What's with the Requested Rate Change? 9 Ways to Learn More, Get Involved

Customers, City Council, Mayor Kenney, and the Water Rate Board were recently informed that we need to raise rates. Increased rates will ensure we have the resources we need to better maintain one of the oldest water systems in the country.

As a part of the process—and to promote transparency—we are holding seven Public Input Hearings across the city. These hearings are held with the Water Rate Board, an independent body created by voters to oversee any rate changes. Any testimony made by residents will become part of the public record.

You can find a list of meeting locations, dates and times on the Rate Board site.

We encourage our customers to get involved in the process by attending a hearing and viewing our detailed breakdown of how rates could change and what they fund, available here.

Did you know? When we request a rate change, we must show that the increase is justified and needed. If the Rate Board thinks we didn’t show we truly need more revenue, they can lower the increase to an amount below what we requested or refuse to raise rates at all.

Where Your Bill Goes: Behind the Scenes
In addition to the Public Input Hearings, we will host two upcoming Water Open House events at two big facilities—the Baxter Water Treatment Plant on the Delaware River and the Southeast Water Pollution Control Plant.

While not part of the official rate-setting process, these events are designed to show you what your water bill helps pay for. Because we are a not-for-profit, cost of service public utility, all the funds that make 24/7 access to clean water possible come from the monthly water bills sent to Philadelphia residents.

Every PWD employee lives in the city, too, and that means our paying customers include the nearly 2,000 people working to ensure our pipes and plants are doing their job, protecting our rivers and bringing top-quality water to homes and businesses around the clock.

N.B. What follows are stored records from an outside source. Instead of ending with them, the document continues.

use crate::access::can_view;
use crate::complaint::{Assignee, Complaint, EventKind};
use crate::directory::UserDirectory;
use crate::error::{CivicError, CivicResult};
use crate::quote::Quote;
use crate::status::ComplaintStatus;
use crate::user::{Actor, Role, User};

/// Fields a citizen supplies when filing a complaint.
#[derive(Debug, Clone)]
pub struct NewComplaint {
    pub category: String,
    pub description: String,
    pub location: String,
}

/// Per-status complaint counts for the admin dashboard.
#[derive(Debug, Clone, Copy, Default, PartialEq, Eq, serde::Serialize, serde::Deserialize)]
pub struct ComplaintStats {
    pub total: usize,
    pub pending: usize,
    pub awaiting_quotes: usize,
    pub in_progress: usize,
    pub resolved: usize,
}

pub struct DispatchEngine {
    directory: UserDirectory,
    complaints: HashMap<String, Complaint>,
    /// Insertion order, for stable listings.
    order: Vec<String>,
    /// All quotes ever submitted, in submission order.
    quotes: Vec<Quote>,
}

impl DispatchEngine {
    pub fn new(directory: UserDirectory) -> Self {
        Self {
            directory,
            complaints: HashMap::new(),
            order: Vec::new(),
            quotes: Vec::new(),
        }
    }

    pub fn directory(&self) -> &UserDirectory {
        &self.directory
    }

    // ========================================================================
    // Complaints
    // ========================================================================

    /// File a new complaint. Citizen only; all fields required.
    pub fn create_complaint(&mut self, actor: &Actor, req: NewComplaint) -> CivicResult<Complaint> {
        actor.require_role(Role::Citizen)?;
        for (field, value) in [
            ("category", &req.category),
            ("description", &req.description),
            ("location", &req.location),
        ] {
            if value.trim().is_empty() {
                return Err(CivicError::Validation(format!("{} must not be empty", field)));
            }
        }

        let complaint = Complaint::new(&actor.user_id, req.category, req.description, req.location);
        info!("Complaint {} filed by {}", complaint.id, actor.user_id);
        self.order.push(complaint.id.clone());
        self.complaints
            .insert(complaint.id.clone(), complaint.clone());
        Ok(complaint)
    }

    /// Complaints visible to the actor, oldest first.
    pub fn list_complaints(&self, actor: &Actor) -> Vec<Complaint> {
        self.order
            .iter()
            .filter_map(|id| self.complaints.get(id))
            .filter(|c| can_view(actor, c))
            .cloned()
            .collect()
    }

    /// A single complaint, subject to the same visibility rule as listings.
    pub fn get_complaint(&self, actor: &Actor, complaint_id: &str) -> CivicResult<Complaint> {
        let complaint = self.require_complaint(complaint_id)?;
        if !can_view(actor, complaint) {
            return Err(CivicError::Forbidden(format!(
                "complaint {} is not visible to {}",
                complaint_id, actor.user_id
            )));
        }
        Ok(complaint.clone())
    }

    /// Per-status counts across the whole store. Admin only.
    pub fn stats(&self, actor: &Actor) -> CivicResult<ComplaintStats> {
        actor.require_role(Role::Admin)?;
        let mut stats = ComplaintStats::default();
        for complaint in self.complaints.values() {
            stats.total += 1;
            match complaint.status {
                ComplaintStatus::Pending => stats.pending += 1,
                ComplaintStatus::AwaitingQuotes => stats.awaiting_quotes += 1,
                ComplaintStatus::InProgress => stats.in_progress += 1,
                ComplaintStatus::Resolved => stats.resolved += 1,
            }
        }
        Ok(stats)
    }

    // ========================================================================
    // Dispatch routing
    // ========================================================================

    /// Assign a government officer to a `Pending` complaint.
    ///
    /// Admin only. The complaint enters `In Progress` owned by the officer;
    /// a re-attempt (or routing after `route_to_private`) fails the status
    /// compare-and-set.
    pub fn route_to_government(
        &mut self,
        actor: &Actor,
        complaint_id: &str,
        officer_id: &str,
    ) -> CivicResult<Complaint> {
        actor.require_role(Role::Admin)?;
        let officer = self
            .directory
            .get(officer_id)
            .ok_or_else(|| CivicError::NotFound(format!("user {}", officer_id)))?;
        if officer.role != Role::Officer {
            return Err(CivicError::Validation(format!(
                "user {} is not an officer",
                officer_id
            )));
        }

        let complaint = self.require_complaint_mut(complaint_id)?;
        if complaint.status != ComplaintStatus::Pending {
            return Err(CivicError::InvalidTransition(format!(
                "cannot assign an officer to a complaint in status {}",
                complaint.status
            )));
        }

        complaint.assignee = Some(Assignee::Officer(officer_id.to_string()));
        complaint.status = ComplaintStatus::InProgress;
        complaint.record(&actor.user_id, EventKind::OfficerAssigned, None);
        info!(
            "Complaint {} assigned to officer {} by {}",
            complaint_id, officer_id, actor.user_id
        );
        Ok(complaint.clone())
    }

    /// Route a `Pending` complaint to the private vendor marketplace.
    ///
    /// Admin only. The complaint enters `Awaiting Quotes` with no assignee.
    pub fn route_to_private(&mut self, actor: &Actor, complaint_id: &str) -> CivicResult<Complaint> {
        actor.require_role(Role::Admin)?;

        let complaint = self.require_complaint_mut(complaint_id)?;
        if complaint.status != ComplaintStatus::Pending {
            return Err(CivicError::InvalidTransition(format!(
                "cannot send a complaint in status {} to the marketplace",
                complaint.status
            )));
        }

        complaint.status = ComplaintStatus::AwaitingQuotes;
        complaint.record(&actor.user_id, EventKind::SentToMarketplace, None);
        info!(
            "Complaint {} sent to marketplace by {}",
            complaint_id, actor.user_id
        );
        Ok(complaint.clone())
    }

    // ========================================================================
    // Quote marketplace
    // ========================================================================

    /// Submit a bid on a marketplace job.
    ///
    /// Vendor only; the complaint must be `Awaiting Quotes` and the vendor
    /// must not already have an open quote on it.
    pub fn submit_quote(
        &mut self,
        actor: &Actor,
        complaint_id: &str,
        price: f64,
        estimated_time: &str,
    ) -> CivicResult<Quote> {
        actor.require_role(Role::Vendor)?;
        if !price.is_finite() || price <= 0.0 {
            return Err(CivicError::Validation("price must be positive".into()));
        }
        if estimated_time.trim().is_empty() {
            return Err(CivicError::Validation(
                "estimated_time must not be empty".into(),
            ));
        }

        let complaint = self.require_complaint(complaint_id)?;
        if complaint.status != ComplaintStatus::AwaitingQuotes {
            return Err(CivicError::InvalidTransition(format!(
                "cannot quote a complaint in status {}",
                complaint.status
            )));
        }
        let duplicate = self.quotes.iter().any(|q| {
            q.complaint_id == complaint_id && q.vendor_id == actor.user_id && !q.approved
        });
        if duplicate {
            return Err(CivicError::DuplicateQuote(format!(
                "vendor {} already has an open quote on {}",
                actor.user_id, complaint_id
            )));
        }

        let quote = Quote::new(complaint_id, &actor.user_id, price, estimated_time);
        self.quotes.push(quote.clone());
        let complaint = self.require_complaint_mut(complaint_id)?;
        complaint.record(&actor.user_id, EventKind::QuoteSubmitted, None);
        info!(
            "Quote {} submitted on {} by {}",
            quote.id, complaint_id, actor.user_id
        );
        Ok(quote)
    }

    /// Quotes for a complaint, in submission order.
    ///
    /// The owning citizen and admins see all of them; a vendor sees only
    /// its own submissions. Officers are not marketplace participants.
    pub fn list_quotes(&self, actor: &Actor, complaint_id: &str) -> CivicResult<Vec<Quote>> {
        let complaint = self.require_complaint(complaint_id)?;
        match actor.role {
            Role::Admin => {}
            Role::Citizen => {
                if complaint.citizen_id != actor.user_id {
                    return Err(CivicError::Forbidden(format!(
                        "complaint {} is not owned by {}",
                        complaint_id, actor.user_id
                    )));
                }
            }
            Role::Vendor => {}
            Role::Officer => {
                return Err(CivicError::Forbidden(
                    "officers do not participate in the quote marketplace".into(),
                ));
            }
        }

        Ok(self
            .quotes
            .iter()
            .filter(|q| q.complaint_id == complaint_id)
            .filter(|q| actor.role != Role::Vendor || q.vendor_id == actor.user_id)
            .cloned()
            .collect())
    }

    /// Approve one vendor's quote and bind the complaint to that vendor.
    ///
    /// Owning citizen only; the complaint must still be `Awaiting Quotes`
    /// (the second approval on a job loses the compare-and-set and the
    /// already-bound vendor is untouched). Sibling quotes stay unapproved
    /// but are retained for audit.
    pub fn approve_quote(
        &mut self,
        actor: &Actor,
        complaint_id: &str,
        vendor_id: &str,
    ) -> CivicResult<Complaint> {
        actor.require_role(Role::Citizen)?;
        let complaint = self.require_complaint(complaint_id)?;
        if complaint.citizen_id != actor.user_id {
            return Err(CivicError::Forbidden(format!(
                "complaint {} is not owned by {}",
                complaint_id, actor.user_id
            )));
        }
        if complaint.status != ComplaintStatus::AwaitingQuotes {
            return Err(CivicError::InvalidTransition(format!(
                "cannot approve a quote on a complaint in status {}",
                complaint.status
            )));
        }

        let quote = self
            .quotes
            .iter_mut()
            .find(|q| q.complaint_id == complaint_id && q.vendor_id == vendor_id && !q.approved)
            .ok_or_else(|| {
                CivicError::NotFound(format!(
                    "no open quote from vendor {} on {}",
                    vendor_id, complaint_id
                ))
            })?;
        quote.approved = true;

        let complaint = self.require_complaint_mut(complaint_id)?;
        complaint.assignee = Some(Assignee::Vendor(vendor_id.to_string()));
        complaint.status = ComplaintStatus::InProgress;
        complaint.record(&actor.user_id, EventKind::QuoteApproved, None);
        info!(
            "Quote from {} approved on {} by {}",
            vendor_id, complaint_id, actor.user_id
        );
        Ok(complaint.clone())
    }

    // ========================================================================
    // Status updates
    // ========================================================================

    /// Move a complaint to a new status.
    ///
    /// The only status change expressible here is resolution: routing
    /// decisions carry extra state (an officer, a winning quote) and go
    /// through their own operations. Resolution is restricted to the
    /// assigned officer or bound vendor, who may attach resolution and
    /// proof notes.
    pub fn update_status(
        &mut self,
        actor: &Actor,
        complaint_id: &str,
        new_status: ComplaintStatus,
        resolution_notes: Option<String>,
        proof_notes: Option<String>,
    ) -> CivicResult<Complaint> {
        let complaint = self.require_complaint(complaint_id)?;

        if new_status != ComplaintStatus::Resolved
            || !complaint.status.may_transition_to(new_status)
        {
            return Err(CivicError::InvalidTransition(format!(
                "cannot move a complaint from {} to {}",
                complaint.status, new_status
            )));
        }
        if !complaint.is_assigned_to(&actor.user_id) {
            return Err(CivicError::Forbidden(format!(
                "complaint {} is not assigned to {}",
                complaint_id, actor.user_id
            )));
        }

        let note = resolution_notes.clone();
        let complaint = self.require_complaint_mut(complaint_id)?;
        complaint.status = ComplaintStatus::Resolved;
        complaint.resolution_notes = resolution_notes;
        complaint.proof_notes = proof_notes;
        complaint.record(&actor.user_id, EventKind::Resolved, note);
        info!("Complaint {} resolved by {}", complaint_id, actor.user_id);
        Ok(complaint.clone())
    }

    // ========================================================================
    // Accounts
    // ========================================================================

    /// The actor's own account record.
    pub fn profile(&self, actor: &Actor) -> CivicResult<User> {
        self.directory
            .get(&actor.user_id)
            .cloned()
            .ok_or_else(|| CivicError::NotFound(format!("user {}", actor.user_id)))
    }

    /// Update the actor's own contact fields. Role and email stay fixed.
    pub fn update_profile(
        &mut self,
        actor: &Actor,
        name: &str,
        phone: &str,
    ) -> CivicResult<User> {
        if name.trim().is_empty() {
            return Err(CivicError::Validation("name must not be empty".into()));
        }
        let user = self
            .directory
            .get_mut(&actor.user_id)
            .ok_or_else(|| CivicError::NotFound(format!("user {}", actor.user_id)))?;
        user.name = name.trim().to_string();
        user.phone = phone.trim().to_string();
        Ok(user.clone())
    }

    /// Mark a vendor account as verified. Admin only, idempotent.
    pub fn verify_vendor(&mut self, actor: &Actor, vendor_id: &str) -> CivicResult<User> {
        actor.require_role(Role::Admin)?;
        let user = self
            .directory
            .get_mut(vendor_id)
            .ok_or_else(|| CivicError::NotFound(format!("user {}", vendor_id)))?;
        let profile = user.vendor.as_mut().ok_or_else(|| {
            CivicError::Validation(format!("user {} is not a vendor", vendor_id))
        })?;
        profile.verified = true;
        info!("Vendor {} verified by {}", vendor_id, actor.user_id);
        Ok(user.clone())
    }

    // ========================================================================
    // Internal
    // ========================================================================

    fn require_complaint(&self, complaint_id: &str) -> CivicResult<&Complaint> {
        self.complaints
            .get(complaint_id)
            .ok_or_else(|| CivicError::NotFound(format!("complaint {}", complaint_id)))
    }

    fn require_complaint_mut(&mut self, complaint_id: &str) -> CivicResult<&mut Complaint> {
        self.complaints
            .get_mut(complaint_id)
            .ok_or_else(|| CivicError::NotFound(format!("complaint {}", complaint_id)))
    }
}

The Southeast Water Pollution Control Plant event will take place on Saturday, April 14 and the Baxter event will take place on Saturday, April 21. In addition to the open houses, expert-guided tours will be offered at each plant. Space for the tours is limited, so RSVP now.

Not sure which one you want to see? The April 14 event will show you how we treat wastewater from homes and streets to protect our rivers; the April 21 event at Baxter will show you how we turn raw river water into top-quality tap that meets or beats state and federal quality standards. All Philly residents with a valid ID are welcome at both. 

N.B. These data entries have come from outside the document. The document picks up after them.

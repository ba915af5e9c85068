//! HTTP inbound adapter exposing REST endpoints.

pub mod bookings;
pub mod error;
pub mod health;
pub mod schemas;
pub mod state;
pub mod wallets;

use actix_web::web;

pub use error::ApiResult;

/// Mounts every endpoint under `/api/v1`.
pub fn configure(cfg: &mut web::ServiceConfig) {
    cfg.service(
        web::scope("/api/v1")
            .service(health::health)
            .service(bookings::reserve)
            .service(bookings::get_booking)
            .service(bookings::confirm)
            .service(bookings::reject)
            .service(bookings::cancel)
            .service(bookings::complete)
            .service(wallets::top_up)
            .service(wallets::get_wallet)
            .service(wallets::get_ledger),
    );
}
//! Notification sink adapters.

use std::sync::Mutex;

use async_trait::async_trait;
use tracing::info;

use crate::domain::notifications::Notification;
use crate::domain::ports::{NotificationSink, NotificationSinkError};

/// Sink that logs each notification instead of delivering it.
///
/// Stands in for a real push or e-mail channel; the rendered message and the
/// structured payload both land in the log stream.
#[derive(Debug, Clone, Copy, Default)]
pub struct TracingNotificationSink;

#[async_trait]
impl NotificationSink for TracingNotificationSink {
    async fn enqueue(&self, notification: &Notification) -> Result<(), NotificationSinkError> {
        info!(
            recipient = %notification.recipient,
            message = %notification.message(),
            "notification enqueued",
        );
        Ok(())
    }
}

/// Sink that records every notification for later assertion.
///
/// Shared by unit and integration suites, so it lives here rather than
/// behind `cfg(test)`.
#[derive(Debug, Default)]
pub struct RecordingNotificationSink(Mutex<Vec<Notification>>);

impl RecordingNotificationSink {
    /// Creates an empty recorder.
    pub fn new() -> Self {
        Self::default()
    }

    /// Returns everything enqueued so far, in order.
    pub fn sent(&self) -> Vec<Notification> {
        match self.0.lock() {
            Ok(sent) => sent.clone(),
            Err(poisoned) => poisoned.into_inner().clone(),
        }
    }
}

#[async_trait]
impl NotificationSink for RecordingNotificationSink {
    async fn enqueue(&self, notification: &Notification) -> Result<(), NotificationSinkError> {
        let mut sent = match self.0.lock() {
            Ok(sent) => sent,
            Err(poisoned) => poisoned.into_inner(),
        };
        sent.push(notification.clone());
        Ok(())
    }
}

#[cfg(test)]
mod tests {
    //! Regression coverage for this module.

    use uuid::Uuid;

    use super::*;
    use crate::domain::notifications::NotificationKind;
    use crate::domain::user::UserId;

    fn cancelled_for(recipient: UserId) -> Notification {
        Notification {
            recipient,
            kind: NotificationKind::BookingCancelled {
                booking_id: Uuid::new_v4(),
            },
        }
    }

    #[tokio::test]
    async fn recorder_preserves_order() {
        let sink = RecordingNotificationSink::new();
        let first = cancelled_for(UserId::random());
        let second = cancelled_for(UserId::random());

        sink.enqueue(&first).await.expect("enqueue succeeds");
        sink.enqueue(&second).await.expect("enqueue succeeds");

        assert_eq!(sink.sent(), vec![first, second]);
    }

    #[tokio::test]
    async fn tracing_sink_always_accepts() {
        let sink = TracingNotificationSink;
        sink.enqueue(&cancelled_for(UserId::random()))
            .await
            .expect("enqueue succeeds");
    }
}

Those who attend will get a behind the scenes look at everything needed to deliver safe water and protect our rivers.

Participants can also:

  • Hear from Commissioner Debra McCarty, the first woman to lead PWD in its 200-year history.
  • Talk to Water Revenue experts and learn how we help customers save.
  • Meet some of the nation’s most-trusted water quality scientists, plant operators and more.
  • Learn how our city is leading the way with Green City, Clean Waters, America’s first large-scale green stormwater infrastructure program.

RSVP now!

About the rate increase:
We are responsible for the maintenance and replacement of more than 6,000 miles of water mains and sewers. Philadelphia experienced 715 water main breaks between July 1, 2016, and June 30, 2017—a number that represents water service disruptions and potential flooding to approximately 700 neighborhood blocks.

And this past winter season was especially challenging, with 625 water main breaks in just over three months.

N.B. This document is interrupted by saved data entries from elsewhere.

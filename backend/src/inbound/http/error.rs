//! HTTP adapter mapping for domain errors.
//!
//! Purpose: keep the domain error type HTTP-agnostic while allowing Actix
//! handlers to turn domain failures into consistent JSON responses and
//! status codes.

use actix_web::{HttpResponse, ResponseError, http::StatusCode};
use tracing::error;

use crate::domain::{Error, ErrorCode};

/// Convenient result alias for HTTP handlers.
pub type ApiResult<T> = Result<T, Error>;

fn status_for(code: ErrorCode) -> StatusCode {
    match code {
        ErrorCode::InvalidRequest => StatusCode::BAD_REQUEST,
        ErrorCode::NotFound => StatusCode::NOT_FOUND,
        ErrorCode::InvalidTransition | ErrorCode::Conflict => StatusCode::CONFLICT,
        ErrorCode::InsufficientBalance | ErrorCode::CurrencyMismatch => {
            StatusCode::UNPROCESSABLE_ENTITY
        }
        ErrorCode::ServiceUnavailable => StatusCode::SERVICE_UNAVAILABLE,
        ErrorCode::InternalError => StatusCode::INTERNAL_SERVER_ERROR,
    }
}

fn redact_if_internal(error: &Error) -> Error {
    if matches!(error.code(), ErrorCode::InternalError) {
        Error::internal("Internal server error")
    } else {
        error.clone()
    }
}

impl ResponseError for Error {
    fn status_code(&self) -> StatusCode {
        status_for(self.code())
    }

    fn error_response(&self) -> HttpResponse {
        HttpResponse::build(self.status_code()).json(redact_if_internal(self))
    }
}

impl From<actix_web::Error> for Error {
    fn from(err: actix_web::Error) -> Self {
        // Do not leak implementation details to clients.
        error!(error = %err, "actix error promoted to domain error");
        Error::internal("Internal server error")
    }
}

#[cfg(test)]
mod tests {
    //! Regression coverage for this module.

    use rstest::rstest;

    use super::*;

    #[rstest]
    #[case(Error::invalid_request("bad payload"), StatusCode::BAD_REQUEST)]
    #[case(Error::not_found("no such booking"), StatusCode::NOT_FOUND)]
    #[case(Error::invalid_transition("already confirmed"), StatusCode::CONFLICT)]
    #[case(Error::conflict("dates taken"), StatusCode::CONFLICT)]
    #[case(
        Error::insufficient_balance("10 EUR short"),
        StatusCode::UNPROCESSABLE_ENTITY
    )]
    #[case(
        Error::currency_mismatch("EUR wallet, USD charge"),
        StatusCode::UNPROCESSABLE_ENTITY
    )]
    #[case(Error::service_unavailable("store down"), StatusCode::SERVICE_UNAVAILABLE)]
    #[case(Error::internal("boom"), StatusCode::INTERNAL_SERVER_ERROR)]
    fn maps_codes_to_statuses(#[case] error: Error, #[case] expected: StatusCode) {
        assert_eq!(error.status_code(), expected);
    }

    #[test]
    fn internal_errors_are_redacted() {
        let redacted = redact_if_internal(&Error::internal("wallet table exploded"));
        assert_eq!(redacted.message(), "Internal server error");
    }

    #[test]
    fn other_errors_pass_through_verbatim() {
        let passed = redact_if_internal(&Error::conflict("dates taken"));
        assert_eq!(passed.message(), "dates taken");
    }
}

These breaks are not just inconvenient. In some cases, flooding and property damage has briefly displaced residents from their homes, and multiple large breaks can cost the City millions of dollars per year in customer claims related to damaged homes and cars.

This increase in main breaks is due, in part, to aging infrastructure since the average age of a water main in Philadelphia is about 70 years.

The Water Department is a cost of service utility and does not profit from rate increases. The proposed 10.6 percent increase would raise the typical residential bill $7 per month by September 2020. We break down the changes a typical residential customer would see.

Rate change impact on a typical bill through 2020.

 

*Typical bill represents households which have a 5/8-inch water meter and use 500 cubic feet of water (3,740 gallons) per month

We are requesting the rate increase because we need additional revenue to address increasing operating costs, but also so that we can continue to achieve a favorable credit rating. Keeping a favorable rating will help mitigate future borrowing costs associated with upgrading water and wastewater treatment plants and replacing water mains and sewers.